Content starts

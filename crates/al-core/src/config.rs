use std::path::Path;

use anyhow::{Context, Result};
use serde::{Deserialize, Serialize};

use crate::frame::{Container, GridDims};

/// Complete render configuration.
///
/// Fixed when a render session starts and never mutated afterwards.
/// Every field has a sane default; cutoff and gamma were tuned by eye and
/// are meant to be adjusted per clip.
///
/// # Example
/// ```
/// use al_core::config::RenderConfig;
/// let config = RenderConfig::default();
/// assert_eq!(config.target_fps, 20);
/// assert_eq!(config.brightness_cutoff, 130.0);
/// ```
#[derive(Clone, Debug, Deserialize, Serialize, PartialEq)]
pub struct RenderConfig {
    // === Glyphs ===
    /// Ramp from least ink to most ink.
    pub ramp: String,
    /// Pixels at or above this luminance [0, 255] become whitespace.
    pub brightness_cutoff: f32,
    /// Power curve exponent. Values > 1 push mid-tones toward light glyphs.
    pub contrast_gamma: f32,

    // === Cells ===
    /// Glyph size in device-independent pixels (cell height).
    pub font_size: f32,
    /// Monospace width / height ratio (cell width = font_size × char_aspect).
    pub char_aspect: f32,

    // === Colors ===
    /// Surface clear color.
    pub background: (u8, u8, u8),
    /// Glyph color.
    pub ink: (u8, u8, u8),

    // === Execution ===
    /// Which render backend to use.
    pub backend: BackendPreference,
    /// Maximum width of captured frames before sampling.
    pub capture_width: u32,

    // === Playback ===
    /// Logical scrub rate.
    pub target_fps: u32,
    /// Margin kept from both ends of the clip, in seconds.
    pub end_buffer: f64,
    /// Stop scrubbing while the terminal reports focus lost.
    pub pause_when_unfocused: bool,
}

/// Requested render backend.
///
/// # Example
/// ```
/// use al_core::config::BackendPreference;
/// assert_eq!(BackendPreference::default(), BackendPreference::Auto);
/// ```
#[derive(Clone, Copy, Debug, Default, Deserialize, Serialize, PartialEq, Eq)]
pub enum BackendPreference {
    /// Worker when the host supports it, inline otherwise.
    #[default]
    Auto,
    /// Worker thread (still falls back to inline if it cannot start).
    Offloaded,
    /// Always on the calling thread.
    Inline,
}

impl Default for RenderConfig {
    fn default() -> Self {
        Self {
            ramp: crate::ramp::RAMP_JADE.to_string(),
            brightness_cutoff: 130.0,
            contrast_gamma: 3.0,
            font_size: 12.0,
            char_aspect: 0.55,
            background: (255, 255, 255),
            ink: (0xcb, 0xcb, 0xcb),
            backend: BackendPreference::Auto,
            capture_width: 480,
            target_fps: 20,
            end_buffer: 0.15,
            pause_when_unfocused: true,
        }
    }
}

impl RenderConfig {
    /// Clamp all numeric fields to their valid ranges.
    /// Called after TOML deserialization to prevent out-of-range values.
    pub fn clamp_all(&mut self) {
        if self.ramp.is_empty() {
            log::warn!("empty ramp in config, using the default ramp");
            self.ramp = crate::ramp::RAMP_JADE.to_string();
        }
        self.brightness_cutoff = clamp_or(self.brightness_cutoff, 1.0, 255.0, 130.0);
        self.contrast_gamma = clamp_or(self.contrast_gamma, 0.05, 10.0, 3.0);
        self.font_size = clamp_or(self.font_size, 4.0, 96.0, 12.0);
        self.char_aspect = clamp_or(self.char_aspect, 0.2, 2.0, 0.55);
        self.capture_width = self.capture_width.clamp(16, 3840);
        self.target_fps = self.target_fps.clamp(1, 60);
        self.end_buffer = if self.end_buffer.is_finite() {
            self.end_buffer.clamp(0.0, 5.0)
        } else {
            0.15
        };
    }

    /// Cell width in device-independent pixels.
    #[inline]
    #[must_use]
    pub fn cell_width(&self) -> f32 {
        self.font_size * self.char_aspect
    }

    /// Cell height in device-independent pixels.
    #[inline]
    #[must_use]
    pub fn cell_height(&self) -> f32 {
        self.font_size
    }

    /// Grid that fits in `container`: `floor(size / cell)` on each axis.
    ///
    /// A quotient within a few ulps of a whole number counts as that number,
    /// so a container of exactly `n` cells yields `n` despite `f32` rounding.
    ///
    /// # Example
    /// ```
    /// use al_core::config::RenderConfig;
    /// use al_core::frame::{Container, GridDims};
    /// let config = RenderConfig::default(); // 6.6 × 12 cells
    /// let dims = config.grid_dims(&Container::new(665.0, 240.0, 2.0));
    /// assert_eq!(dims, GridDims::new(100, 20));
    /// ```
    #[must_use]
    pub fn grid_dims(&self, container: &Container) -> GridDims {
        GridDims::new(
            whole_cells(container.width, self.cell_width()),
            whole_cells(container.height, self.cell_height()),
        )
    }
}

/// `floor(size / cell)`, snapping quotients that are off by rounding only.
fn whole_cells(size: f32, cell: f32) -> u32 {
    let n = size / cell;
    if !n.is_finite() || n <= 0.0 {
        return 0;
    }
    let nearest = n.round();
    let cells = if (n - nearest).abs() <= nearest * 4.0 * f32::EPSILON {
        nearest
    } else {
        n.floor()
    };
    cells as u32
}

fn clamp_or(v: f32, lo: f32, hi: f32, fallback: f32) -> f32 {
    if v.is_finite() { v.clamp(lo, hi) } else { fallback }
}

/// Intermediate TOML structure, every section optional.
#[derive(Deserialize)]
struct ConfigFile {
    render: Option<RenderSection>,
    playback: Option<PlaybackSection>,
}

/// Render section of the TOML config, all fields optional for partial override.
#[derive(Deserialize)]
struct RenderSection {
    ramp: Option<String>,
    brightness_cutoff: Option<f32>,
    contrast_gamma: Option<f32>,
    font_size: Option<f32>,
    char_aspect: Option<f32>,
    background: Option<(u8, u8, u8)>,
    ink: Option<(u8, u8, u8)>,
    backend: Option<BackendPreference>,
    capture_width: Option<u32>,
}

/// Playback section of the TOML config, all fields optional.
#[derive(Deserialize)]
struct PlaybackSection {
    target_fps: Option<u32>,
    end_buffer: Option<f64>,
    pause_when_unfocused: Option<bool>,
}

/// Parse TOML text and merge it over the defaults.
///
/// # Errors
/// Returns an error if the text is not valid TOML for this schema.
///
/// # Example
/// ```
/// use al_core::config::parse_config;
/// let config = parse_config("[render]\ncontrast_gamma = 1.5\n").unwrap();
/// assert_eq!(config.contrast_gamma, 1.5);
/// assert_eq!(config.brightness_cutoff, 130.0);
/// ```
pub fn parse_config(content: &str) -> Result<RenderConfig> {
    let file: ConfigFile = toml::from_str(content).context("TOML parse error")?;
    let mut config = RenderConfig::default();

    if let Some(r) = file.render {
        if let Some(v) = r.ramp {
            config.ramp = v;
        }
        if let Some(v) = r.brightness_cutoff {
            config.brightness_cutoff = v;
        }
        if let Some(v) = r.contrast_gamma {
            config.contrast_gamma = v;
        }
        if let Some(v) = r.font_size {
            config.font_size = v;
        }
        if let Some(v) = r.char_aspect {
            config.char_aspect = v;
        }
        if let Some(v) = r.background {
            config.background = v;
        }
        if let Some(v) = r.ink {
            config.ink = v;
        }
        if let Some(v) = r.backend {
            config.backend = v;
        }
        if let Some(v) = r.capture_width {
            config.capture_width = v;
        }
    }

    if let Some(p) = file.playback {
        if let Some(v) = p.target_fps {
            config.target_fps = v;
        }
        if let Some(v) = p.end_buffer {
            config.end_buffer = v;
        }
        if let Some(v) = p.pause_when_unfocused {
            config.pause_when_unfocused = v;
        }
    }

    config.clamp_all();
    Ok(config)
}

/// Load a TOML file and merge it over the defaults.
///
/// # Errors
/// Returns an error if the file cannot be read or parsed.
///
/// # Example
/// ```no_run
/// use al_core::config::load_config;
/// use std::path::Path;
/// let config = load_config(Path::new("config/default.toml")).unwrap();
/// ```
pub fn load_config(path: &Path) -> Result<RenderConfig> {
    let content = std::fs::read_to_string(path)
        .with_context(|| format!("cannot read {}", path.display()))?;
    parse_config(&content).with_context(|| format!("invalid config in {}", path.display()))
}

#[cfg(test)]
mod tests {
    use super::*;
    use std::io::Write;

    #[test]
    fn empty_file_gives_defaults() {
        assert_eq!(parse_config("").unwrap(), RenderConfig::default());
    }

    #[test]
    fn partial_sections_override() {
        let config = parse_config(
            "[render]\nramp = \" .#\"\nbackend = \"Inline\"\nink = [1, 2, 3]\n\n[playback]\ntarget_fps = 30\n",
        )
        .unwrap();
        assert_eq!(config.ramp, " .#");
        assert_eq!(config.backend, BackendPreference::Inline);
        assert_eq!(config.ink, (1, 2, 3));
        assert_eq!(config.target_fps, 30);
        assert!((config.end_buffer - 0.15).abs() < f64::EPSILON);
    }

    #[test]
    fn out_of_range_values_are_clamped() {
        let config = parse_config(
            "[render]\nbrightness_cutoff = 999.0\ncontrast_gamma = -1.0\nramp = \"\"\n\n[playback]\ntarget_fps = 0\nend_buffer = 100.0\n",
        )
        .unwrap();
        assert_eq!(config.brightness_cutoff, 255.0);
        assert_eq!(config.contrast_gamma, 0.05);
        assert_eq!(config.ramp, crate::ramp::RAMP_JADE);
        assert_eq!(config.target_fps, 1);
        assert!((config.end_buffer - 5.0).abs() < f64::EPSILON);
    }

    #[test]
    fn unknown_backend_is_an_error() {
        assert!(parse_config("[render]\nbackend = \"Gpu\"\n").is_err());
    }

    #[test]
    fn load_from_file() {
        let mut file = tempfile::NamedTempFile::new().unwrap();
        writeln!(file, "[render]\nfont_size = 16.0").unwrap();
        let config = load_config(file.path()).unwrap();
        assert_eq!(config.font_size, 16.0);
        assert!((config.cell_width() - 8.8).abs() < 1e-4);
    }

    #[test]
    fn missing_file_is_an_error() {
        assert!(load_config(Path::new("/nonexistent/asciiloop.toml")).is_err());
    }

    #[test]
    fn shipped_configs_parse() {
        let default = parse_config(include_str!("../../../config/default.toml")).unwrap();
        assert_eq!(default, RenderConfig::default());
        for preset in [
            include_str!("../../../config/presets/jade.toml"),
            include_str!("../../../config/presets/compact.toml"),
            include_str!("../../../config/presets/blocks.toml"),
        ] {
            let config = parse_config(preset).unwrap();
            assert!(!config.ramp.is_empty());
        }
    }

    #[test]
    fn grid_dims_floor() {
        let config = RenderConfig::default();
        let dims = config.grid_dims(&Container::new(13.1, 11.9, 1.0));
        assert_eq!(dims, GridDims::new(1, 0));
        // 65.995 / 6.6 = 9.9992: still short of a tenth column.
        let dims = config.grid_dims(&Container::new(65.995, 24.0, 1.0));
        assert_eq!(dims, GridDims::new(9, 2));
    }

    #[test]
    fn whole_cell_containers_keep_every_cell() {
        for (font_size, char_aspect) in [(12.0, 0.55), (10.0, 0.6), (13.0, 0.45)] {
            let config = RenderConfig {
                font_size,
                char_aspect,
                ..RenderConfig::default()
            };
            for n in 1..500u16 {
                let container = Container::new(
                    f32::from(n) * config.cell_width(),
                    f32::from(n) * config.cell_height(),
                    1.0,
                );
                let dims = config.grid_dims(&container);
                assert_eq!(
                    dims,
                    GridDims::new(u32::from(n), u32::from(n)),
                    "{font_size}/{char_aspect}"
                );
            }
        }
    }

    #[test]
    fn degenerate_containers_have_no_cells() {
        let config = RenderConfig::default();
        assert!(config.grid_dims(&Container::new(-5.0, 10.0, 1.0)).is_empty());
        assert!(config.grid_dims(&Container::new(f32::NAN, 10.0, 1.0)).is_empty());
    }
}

Content ends

Return only the number of lines in the preceding records that contain the string "Clone".

2